• WHAT YOU SHOULD DO: Pull out every line below containing the word "exact".

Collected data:

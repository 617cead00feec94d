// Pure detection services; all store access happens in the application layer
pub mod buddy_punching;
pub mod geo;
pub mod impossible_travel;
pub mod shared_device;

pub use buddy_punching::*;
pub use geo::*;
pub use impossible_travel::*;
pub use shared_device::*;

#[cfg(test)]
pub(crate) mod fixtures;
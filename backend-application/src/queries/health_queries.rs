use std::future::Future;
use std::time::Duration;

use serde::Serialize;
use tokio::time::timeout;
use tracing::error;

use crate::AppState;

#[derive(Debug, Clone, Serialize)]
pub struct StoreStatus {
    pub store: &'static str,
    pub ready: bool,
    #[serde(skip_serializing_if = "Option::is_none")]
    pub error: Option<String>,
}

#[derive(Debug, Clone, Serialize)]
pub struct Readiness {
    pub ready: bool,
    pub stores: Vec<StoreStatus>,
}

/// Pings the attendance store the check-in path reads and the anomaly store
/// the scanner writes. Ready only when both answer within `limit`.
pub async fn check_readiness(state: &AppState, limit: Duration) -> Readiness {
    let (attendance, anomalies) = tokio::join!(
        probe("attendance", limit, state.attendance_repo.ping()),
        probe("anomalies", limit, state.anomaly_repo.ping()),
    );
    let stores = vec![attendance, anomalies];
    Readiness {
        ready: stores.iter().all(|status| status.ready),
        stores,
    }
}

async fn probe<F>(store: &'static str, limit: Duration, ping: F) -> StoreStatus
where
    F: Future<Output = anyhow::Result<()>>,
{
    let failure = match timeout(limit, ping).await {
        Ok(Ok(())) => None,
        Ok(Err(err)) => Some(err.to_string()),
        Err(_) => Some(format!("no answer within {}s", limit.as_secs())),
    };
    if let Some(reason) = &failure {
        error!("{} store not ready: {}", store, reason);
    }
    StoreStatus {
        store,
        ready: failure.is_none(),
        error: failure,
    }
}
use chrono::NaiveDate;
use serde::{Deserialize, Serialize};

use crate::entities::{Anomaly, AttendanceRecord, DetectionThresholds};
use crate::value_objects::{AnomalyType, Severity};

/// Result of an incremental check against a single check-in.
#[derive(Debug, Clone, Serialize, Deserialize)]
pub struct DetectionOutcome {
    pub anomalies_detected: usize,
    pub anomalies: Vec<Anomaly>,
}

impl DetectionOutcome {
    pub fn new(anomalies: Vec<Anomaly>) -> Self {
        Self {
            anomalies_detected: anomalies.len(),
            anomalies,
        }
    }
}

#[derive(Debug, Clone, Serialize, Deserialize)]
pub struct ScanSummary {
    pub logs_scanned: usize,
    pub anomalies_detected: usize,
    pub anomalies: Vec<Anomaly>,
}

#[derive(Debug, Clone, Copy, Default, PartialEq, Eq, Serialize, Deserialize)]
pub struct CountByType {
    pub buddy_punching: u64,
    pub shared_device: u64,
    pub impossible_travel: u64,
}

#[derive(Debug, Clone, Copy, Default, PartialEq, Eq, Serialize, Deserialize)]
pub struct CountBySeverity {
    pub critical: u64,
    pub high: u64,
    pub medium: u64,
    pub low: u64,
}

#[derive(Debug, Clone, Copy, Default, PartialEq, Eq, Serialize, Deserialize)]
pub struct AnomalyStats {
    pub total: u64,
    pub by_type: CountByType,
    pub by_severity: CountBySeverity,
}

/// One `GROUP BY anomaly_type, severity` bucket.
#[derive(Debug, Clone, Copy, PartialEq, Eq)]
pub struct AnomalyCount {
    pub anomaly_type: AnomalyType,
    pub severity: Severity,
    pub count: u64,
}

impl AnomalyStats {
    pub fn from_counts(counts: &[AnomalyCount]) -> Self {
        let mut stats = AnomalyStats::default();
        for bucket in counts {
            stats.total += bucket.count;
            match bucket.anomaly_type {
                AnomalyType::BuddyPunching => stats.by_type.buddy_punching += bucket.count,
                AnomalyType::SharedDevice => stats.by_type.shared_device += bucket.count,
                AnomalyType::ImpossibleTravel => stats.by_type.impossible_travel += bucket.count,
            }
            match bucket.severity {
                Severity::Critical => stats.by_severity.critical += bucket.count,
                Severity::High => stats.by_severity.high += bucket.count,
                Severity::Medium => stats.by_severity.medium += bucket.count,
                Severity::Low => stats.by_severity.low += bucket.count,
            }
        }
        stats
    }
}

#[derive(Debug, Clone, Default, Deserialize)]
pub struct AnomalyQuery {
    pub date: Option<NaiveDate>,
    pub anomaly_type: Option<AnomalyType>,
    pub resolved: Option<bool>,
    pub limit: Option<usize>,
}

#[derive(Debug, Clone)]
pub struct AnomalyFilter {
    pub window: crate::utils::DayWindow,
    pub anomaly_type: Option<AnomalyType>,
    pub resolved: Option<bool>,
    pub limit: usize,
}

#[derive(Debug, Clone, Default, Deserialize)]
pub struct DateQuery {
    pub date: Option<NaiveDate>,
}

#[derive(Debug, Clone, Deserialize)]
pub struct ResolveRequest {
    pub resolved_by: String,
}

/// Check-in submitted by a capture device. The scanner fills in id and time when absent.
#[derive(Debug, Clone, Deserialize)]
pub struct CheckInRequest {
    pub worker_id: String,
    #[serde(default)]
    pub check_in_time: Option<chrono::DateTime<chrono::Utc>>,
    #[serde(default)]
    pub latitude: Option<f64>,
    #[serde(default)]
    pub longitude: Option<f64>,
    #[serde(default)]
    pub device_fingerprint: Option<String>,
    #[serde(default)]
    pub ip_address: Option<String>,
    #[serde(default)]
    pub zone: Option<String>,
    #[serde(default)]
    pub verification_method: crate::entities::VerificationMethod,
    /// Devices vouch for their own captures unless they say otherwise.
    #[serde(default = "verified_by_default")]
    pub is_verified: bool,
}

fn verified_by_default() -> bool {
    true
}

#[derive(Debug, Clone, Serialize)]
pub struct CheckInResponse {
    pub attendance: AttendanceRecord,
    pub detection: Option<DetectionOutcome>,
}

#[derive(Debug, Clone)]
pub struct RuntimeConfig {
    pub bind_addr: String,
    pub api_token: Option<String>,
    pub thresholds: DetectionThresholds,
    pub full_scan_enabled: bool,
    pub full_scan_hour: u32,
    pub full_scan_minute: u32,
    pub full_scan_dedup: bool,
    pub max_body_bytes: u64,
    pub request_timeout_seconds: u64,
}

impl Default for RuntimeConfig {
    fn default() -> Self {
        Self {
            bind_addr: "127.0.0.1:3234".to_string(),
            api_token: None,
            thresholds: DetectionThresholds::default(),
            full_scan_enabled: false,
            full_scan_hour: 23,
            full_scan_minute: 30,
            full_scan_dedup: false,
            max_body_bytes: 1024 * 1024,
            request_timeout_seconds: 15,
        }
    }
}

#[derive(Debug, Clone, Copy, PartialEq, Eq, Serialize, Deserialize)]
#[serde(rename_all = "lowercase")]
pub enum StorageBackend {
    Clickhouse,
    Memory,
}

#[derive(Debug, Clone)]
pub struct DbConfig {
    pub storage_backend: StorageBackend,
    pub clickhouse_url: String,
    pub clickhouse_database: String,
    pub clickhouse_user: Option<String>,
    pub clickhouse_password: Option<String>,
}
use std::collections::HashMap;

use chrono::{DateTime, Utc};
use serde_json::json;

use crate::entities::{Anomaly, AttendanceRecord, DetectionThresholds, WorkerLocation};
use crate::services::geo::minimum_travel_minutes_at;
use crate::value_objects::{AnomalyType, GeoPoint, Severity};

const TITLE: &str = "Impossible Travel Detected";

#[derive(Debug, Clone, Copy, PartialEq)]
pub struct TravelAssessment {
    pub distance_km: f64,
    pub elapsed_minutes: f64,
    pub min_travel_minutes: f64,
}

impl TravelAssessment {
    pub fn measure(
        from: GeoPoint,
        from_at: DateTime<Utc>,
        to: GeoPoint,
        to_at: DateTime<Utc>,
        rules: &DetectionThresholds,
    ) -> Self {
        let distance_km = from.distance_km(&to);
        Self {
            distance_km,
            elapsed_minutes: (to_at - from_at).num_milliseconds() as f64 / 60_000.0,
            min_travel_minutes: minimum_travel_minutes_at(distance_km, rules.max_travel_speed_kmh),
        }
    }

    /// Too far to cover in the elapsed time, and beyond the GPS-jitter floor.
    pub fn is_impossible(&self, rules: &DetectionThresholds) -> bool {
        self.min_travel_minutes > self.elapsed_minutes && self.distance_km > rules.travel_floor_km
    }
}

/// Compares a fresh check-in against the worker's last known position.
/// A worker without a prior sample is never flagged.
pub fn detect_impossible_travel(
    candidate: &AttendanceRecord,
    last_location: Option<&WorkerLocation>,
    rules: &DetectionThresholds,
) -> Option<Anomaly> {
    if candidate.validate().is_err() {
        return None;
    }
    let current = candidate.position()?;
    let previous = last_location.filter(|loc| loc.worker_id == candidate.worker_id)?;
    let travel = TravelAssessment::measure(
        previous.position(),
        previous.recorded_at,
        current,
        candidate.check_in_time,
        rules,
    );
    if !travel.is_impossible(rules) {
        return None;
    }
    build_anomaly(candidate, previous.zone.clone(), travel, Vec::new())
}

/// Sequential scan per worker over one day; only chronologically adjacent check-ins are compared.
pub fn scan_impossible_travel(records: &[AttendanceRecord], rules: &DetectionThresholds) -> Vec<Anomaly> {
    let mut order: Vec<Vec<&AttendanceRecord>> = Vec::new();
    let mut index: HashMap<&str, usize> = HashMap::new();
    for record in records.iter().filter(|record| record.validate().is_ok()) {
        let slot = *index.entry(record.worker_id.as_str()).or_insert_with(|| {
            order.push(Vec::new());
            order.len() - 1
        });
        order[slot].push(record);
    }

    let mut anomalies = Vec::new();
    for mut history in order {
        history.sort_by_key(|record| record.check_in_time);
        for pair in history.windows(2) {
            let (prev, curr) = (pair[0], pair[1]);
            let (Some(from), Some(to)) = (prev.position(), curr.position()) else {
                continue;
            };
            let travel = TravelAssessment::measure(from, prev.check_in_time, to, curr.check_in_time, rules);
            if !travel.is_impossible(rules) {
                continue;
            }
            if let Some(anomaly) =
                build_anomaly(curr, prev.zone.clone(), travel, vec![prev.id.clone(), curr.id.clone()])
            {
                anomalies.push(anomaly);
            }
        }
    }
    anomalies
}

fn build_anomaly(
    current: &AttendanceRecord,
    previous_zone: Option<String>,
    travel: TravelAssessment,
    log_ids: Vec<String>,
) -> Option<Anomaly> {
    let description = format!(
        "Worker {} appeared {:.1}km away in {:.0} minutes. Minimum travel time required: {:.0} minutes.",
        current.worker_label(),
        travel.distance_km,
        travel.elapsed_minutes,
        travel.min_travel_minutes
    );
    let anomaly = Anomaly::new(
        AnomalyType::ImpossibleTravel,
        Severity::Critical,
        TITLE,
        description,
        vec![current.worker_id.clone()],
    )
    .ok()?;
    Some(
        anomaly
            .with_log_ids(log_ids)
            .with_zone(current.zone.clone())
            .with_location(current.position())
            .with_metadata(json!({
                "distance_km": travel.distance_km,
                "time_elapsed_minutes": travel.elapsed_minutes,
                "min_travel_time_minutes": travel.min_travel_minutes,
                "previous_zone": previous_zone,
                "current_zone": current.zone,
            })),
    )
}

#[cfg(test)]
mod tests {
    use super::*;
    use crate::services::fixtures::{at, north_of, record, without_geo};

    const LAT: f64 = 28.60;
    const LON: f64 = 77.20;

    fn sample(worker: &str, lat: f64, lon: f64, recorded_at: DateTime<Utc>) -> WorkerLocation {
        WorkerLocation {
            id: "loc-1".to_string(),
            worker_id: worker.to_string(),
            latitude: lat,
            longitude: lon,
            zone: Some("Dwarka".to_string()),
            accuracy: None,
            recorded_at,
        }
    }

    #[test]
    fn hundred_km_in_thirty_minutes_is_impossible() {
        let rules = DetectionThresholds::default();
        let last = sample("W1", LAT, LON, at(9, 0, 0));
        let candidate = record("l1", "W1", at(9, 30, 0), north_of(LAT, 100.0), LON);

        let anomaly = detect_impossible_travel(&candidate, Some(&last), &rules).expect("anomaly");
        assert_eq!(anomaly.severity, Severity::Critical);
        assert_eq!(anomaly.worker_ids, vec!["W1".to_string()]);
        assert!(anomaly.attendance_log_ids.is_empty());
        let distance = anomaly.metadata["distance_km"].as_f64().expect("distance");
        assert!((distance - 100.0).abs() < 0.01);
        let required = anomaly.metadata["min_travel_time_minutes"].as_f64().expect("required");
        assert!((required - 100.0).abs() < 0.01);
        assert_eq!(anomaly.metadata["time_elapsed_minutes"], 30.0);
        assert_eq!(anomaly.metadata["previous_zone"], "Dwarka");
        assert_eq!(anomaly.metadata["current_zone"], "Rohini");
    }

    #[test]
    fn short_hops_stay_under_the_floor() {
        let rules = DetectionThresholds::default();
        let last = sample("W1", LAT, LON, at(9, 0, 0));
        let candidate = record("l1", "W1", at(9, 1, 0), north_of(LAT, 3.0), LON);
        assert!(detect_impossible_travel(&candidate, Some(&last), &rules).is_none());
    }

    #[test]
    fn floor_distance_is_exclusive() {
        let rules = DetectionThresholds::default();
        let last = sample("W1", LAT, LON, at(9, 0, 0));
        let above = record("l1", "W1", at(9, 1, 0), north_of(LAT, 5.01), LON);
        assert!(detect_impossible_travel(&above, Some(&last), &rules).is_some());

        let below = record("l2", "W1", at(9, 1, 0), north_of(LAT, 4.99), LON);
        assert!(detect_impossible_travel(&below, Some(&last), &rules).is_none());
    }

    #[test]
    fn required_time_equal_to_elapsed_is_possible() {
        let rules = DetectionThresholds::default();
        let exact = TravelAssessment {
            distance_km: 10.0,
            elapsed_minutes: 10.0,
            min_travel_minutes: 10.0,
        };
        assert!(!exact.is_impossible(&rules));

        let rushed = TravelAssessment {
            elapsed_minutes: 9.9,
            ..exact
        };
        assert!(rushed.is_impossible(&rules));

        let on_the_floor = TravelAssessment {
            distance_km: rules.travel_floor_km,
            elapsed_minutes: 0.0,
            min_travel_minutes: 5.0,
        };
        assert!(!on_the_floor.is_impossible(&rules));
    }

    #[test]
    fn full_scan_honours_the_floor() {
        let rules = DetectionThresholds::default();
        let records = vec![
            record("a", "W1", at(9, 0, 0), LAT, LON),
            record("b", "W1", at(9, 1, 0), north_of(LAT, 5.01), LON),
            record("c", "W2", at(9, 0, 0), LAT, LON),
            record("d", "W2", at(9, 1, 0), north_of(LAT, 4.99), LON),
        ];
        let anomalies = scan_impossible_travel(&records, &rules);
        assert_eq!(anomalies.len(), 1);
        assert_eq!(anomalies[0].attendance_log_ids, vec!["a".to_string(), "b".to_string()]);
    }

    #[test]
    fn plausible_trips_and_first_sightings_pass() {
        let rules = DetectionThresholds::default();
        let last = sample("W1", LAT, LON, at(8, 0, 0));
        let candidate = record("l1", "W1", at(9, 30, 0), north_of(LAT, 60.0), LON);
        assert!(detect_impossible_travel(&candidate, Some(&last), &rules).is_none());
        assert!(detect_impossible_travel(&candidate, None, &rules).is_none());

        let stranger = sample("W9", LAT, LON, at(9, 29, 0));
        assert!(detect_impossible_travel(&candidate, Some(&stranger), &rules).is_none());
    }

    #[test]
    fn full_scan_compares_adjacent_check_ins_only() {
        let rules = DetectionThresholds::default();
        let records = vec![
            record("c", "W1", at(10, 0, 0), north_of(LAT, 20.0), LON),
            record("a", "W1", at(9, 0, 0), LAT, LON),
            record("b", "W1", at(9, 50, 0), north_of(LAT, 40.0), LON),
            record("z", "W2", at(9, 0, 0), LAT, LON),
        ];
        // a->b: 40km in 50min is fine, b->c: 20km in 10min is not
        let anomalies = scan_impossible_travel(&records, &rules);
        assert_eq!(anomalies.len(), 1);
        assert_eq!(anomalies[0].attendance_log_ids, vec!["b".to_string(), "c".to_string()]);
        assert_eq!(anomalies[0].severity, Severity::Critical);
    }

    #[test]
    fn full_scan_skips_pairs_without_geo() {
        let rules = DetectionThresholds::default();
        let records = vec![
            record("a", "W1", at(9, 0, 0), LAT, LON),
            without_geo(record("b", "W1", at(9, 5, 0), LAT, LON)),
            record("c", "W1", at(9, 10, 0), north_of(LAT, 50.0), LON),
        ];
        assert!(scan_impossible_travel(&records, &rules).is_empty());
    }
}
* * *
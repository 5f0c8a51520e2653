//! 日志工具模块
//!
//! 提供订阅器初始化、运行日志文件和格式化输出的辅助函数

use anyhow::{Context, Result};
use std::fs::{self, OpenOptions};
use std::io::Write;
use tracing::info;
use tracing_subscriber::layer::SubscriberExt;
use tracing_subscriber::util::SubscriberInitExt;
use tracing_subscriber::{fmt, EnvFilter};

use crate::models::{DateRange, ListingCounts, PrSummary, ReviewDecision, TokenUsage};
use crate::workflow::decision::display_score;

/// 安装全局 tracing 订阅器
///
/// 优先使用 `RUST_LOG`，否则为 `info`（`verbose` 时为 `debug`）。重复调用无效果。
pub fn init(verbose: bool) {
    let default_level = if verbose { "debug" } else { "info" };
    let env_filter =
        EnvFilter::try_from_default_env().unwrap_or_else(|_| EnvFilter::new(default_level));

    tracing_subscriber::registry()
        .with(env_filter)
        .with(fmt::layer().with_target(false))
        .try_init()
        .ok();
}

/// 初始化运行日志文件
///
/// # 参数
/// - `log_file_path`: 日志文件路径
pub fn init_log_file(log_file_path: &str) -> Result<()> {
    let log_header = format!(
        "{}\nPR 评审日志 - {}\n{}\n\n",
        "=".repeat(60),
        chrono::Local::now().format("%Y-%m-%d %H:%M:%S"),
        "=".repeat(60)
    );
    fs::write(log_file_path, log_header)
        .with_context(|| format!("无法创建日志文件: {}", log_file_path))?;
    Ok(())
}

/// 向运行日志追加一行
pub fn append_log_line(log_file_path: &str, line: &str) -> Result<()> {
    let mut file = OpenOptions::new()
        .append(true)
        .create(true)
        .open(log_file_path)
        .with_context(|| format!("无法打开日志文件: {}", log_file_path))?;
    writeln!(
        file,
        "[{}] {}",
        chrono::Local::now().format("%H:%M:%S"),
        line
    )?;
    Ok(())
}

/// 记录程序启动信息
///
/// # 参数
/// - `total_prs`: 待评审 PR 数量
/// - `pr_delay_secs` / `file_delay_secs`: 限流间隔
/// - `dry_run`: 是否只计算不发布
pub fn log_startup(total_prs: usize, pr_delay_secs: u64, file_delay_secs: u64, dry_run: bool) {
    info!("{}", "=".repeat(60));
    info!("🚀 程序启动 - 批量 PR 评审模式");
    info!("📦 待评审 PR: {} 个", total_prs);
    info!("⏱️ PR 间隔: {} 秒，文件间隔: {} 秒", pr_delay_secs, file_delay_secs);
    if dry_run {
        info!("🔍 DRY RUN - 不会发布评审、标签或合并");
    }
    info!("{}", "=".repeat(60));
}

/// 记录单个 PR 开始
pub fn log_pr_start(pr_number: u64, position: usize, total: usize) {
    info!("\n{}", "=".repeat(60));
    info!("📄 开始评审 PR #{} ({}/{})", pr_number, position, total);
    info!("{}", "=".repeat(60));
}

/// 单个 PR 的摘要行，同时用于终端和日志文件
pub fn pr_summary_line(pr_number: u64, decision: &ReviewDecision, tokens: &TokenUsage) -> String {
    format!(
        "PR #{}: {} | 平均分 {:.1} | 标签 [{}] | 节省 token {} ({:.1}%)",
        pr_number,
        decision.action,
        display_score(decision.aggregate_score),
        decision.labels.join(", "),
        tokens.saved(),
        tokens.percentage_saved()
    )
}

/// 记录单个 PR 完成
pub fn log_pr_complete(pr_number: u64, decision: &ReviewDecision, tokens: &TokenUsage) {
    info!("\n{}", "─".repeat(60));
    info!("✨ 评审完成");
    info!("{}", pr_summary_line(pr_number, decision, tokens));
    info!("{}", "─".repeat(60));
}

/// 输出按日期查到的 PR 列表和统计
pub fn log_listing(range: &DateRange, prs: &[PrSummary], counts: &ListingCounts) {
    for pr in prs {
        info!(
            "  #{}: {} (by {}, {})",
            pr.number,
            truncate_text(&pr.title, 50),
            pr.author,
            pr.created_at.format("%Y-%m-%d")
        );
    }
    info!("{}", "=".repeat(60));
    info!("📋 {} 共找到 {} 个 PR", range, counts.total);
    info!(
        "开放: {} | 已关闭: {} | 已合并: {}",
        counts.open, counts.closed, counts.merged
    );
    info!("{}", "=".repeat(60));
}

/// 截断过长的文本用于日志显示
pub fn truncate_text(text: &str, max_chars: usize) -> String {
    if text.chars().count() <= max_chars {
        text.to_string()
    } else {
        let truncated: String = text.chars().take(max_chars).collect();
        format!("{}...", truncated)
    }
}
...
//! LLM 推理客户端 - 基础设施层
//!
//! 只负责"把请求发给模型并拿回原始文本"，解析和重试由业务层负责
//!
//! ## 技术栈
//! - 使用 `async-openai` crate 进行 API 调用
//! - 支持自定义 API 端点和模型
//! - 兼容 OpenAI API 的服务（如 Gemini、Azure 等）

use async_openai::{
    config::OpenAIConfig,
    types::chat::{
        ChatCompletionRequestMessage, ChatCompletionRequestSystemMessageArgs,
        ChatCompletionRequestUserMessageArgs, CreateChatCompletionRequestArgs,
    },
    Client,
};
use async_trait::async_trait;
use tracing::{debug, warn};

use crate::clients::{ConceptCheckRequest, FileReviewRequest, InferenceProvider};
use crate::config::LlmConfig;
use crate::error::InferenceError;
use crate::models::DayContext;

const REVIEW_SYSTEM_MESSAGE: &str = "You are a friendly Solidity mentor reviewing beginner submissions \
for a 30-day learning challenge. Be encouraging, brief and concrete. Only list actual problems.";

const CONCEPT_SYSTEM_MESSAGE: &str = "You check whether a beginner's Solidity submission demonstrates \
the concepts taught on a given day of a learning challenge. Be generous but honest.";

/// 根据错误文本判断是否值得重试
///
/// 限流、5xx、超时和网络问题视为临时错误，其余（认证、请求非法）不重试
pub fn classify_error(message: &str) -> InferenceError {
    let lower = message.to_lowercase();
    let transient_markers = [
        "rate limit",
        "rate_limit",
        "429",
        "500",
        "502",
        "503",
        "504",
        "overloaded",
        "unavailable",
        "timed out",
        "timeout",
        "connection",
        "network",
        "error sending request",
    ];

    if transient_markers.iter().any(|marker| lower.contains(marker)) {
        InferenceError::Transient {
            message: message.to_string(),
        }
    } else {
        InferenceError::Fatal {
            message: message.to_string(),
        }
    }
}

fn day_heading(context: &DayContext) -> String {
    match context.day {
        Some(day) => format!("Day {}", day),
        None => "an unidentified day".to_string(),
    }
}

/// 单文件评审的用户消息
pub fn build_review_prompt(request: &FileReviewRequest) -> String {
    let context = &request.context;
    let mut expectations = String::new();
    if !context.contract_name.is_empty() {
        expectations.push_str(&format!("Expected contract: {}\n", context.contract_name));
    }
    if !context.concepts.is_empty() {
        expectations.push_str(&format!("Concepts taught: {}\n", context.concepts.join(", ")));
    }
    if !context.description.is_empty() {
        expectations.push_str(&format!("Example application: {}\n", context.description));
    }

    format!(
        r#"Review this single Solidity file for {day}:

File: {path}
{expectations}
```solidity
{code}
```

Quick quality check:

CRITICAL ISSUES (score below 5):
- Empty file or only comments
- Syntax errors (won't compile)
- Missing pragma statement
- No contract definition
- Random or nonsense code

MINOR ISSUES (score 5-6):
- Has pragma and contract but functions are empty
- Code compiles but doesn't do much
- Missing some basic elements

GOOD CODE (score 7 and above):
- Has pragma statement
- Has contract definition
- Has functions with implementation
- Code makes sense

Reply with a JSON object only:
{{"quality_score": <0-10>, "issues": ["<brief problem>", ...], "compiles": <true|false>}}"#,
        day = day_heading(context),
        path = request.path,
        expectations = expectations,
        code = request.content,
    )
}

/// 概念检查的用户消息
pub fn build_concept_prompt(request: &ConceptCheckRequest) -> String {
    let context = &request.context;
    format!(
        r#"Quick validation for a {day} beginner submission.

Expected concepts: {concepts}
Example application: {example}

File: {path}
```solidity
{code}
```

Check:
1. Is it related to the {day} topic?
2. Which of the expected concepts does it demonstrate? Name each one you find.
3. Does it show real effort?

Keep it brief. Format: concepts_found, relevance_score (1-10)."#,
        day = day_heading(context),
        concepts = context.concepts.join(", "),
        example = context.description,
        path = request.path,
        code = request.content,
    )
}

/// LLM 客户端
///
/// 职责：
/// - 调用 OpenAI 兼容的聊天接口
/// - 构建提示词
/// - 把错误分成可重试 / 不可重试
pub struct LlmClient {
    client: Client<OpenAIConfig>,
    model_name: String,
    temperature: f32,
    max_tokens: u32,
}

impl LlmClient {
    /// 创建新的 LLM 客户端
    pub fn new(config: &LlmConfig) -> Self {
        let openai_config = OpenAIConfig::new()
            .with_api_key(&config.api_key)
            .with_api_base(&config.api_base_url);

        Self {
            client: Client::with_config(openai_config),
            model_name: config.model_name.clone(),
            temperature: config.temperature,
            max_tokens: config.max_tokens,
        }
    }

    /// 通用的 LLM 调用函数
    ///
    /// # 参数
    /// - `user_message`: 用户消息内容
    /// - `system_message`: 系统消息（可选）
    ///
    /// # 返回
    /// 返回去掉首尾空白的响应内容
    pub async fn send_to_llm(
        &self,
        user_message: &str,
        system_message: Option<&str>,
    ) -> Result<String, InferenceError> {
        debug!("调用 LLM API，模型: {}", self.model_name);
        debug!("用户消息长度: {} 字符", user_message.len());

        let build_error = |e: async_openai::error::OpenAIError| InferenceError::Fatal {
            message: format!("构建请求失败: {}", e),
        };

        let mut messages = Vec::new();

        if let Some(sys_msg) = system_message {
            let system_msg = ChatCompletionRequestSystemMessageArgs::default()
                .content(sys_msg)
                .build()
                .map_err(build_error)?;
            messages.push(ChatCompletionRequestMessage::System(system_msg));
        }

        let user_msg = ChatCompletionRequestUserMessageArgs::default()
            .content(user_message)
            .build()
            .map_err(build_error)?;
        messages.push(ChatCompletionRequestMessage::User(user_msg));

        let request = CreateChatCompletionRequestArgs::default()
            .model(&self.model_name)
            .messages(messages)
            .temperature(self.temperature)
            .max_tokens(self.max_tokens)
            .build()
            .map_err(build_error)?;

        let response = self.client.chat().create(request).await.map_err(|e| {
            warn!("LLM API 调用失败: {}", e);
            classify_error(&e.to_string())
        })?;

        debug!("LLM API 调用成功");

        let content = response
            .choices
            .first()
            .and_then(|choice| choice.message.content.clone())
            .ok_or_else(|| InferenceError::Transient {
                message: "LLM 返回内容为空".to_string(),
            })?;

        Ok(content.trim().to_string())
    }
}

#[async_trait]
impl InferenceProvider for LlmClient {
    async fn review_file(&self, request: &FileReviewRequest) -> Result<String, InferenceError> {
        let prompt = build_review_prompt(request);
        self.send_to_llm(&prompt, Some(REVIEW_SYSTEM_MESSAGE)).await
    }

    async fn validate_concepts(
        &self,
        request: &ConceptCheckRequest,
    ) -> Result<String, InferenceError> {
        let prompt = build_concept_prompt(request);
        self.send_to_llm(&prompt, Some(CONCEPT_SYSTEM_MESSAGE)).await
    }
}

• OUTPUT FOR THIS TASK:
        let exact = TravelAssessment {
        assert!(!exact.is_impossible(&rules));
            ..exact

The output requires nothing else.